§ **Work instructions**:
Give back exactly the lines of the material below that start at the line containing "filename crates/bridgewatch-core/src/healing/mod.rs" and end at the line containing "pub enum DispatchError", and no others.

§ **Information provided**:
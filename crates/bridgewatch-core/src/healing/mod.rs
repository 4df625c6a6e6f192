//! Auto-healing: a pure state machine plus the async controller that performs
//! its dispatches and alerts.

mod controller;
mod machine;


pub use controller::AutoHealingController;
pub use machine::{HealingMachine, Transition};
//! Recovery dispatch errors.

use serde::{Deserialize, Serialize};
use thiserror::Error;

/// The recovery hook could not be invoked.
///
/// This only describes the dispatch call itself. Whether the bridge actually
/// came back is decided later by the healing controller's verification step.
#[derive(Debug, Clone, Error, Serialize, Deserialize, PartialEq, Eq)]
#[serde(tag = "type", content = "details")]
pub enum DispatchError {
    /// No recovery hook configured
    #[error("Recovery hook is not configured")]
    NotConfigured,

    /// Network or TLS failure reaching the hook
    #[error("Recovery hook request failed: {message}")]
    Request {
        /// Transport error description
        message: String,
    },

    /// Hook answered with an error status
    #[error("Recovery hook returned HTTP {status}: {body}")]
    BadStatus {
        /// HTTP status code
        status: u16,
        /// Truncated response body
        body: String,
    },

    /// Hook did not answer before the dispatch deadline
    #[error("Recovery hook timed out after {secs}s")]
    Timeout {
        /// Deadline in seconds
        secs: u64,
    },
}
---
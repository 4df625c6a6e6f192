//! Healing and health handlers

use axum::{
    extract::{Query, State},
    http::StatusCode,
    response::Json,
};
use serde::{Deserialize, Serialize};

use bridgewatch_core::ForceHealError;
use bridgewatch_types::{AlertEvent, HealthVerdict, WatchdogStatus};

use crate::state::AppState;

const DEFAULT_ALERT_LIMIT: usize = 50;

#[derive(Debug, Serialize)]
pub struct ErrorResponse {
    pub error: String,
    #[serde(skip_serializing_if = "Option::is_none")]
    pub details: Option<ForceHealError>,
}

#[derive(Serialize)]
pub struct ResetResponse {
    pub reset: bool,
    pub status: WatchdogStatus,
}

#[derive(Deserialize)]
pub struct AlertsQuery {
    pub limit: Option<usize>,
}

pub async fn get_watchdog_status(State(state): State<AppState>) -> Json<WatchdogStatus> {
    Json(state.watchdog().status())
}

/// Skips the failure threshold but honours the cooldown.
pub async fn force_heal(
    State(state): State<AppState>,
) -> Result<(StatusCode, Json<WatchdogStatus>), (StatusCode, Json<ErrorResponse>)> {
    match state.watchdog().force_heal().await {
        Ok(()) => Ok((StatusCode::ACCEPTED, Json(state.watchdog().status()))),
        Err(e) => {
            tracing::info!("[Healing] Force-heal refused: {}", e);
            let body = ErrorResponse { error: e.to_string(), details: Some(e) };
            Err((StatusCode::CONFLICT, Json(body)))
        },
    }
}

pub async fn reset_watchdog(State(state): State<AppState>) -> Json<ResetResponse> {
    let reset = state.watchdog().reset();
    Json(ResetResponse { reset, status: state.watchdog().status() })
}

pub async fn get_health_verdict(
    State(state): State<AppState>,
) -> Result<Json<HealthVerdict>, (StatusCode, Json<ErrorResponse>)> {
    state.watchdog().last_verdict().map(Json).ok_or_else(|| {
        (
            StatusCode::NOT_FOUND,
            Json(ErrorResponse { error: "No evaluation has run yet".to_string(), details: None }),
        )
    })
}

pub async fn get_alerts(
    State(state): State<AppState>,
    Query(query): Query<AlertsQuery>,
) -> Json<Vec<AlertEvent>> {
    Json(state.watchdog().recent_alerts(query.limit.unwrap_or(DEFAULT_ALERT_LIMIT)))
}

§ **Output for this task**:
filename crates/bridgewatch-core/src/healing/mod.rs
repository 4df625c6a6e6f192
//! Auto-healing: a pure state machine plus the async controller that performs
//! its dispatches and alerts.

mod controller;
mod machine;


pub use controller::AutoHealingController;
pub use machine::{HealingMachine, Transition};
//! Recovery dispatch errors.

use serde::{Deserialize, Serialize};
use thiserror::Error;

/// The recovery hook could not be invoked.
///
/// This only describes the dispatch call itself. Whether the bridge actually
/// came back is decided later by the healing controller's verification step.
#[derive(Debug, Clone, Error, Serialize, Deserialize, PartialEq, Eq)]
#[serde(tag = "type", content = "details")]
pub enum DispatchError {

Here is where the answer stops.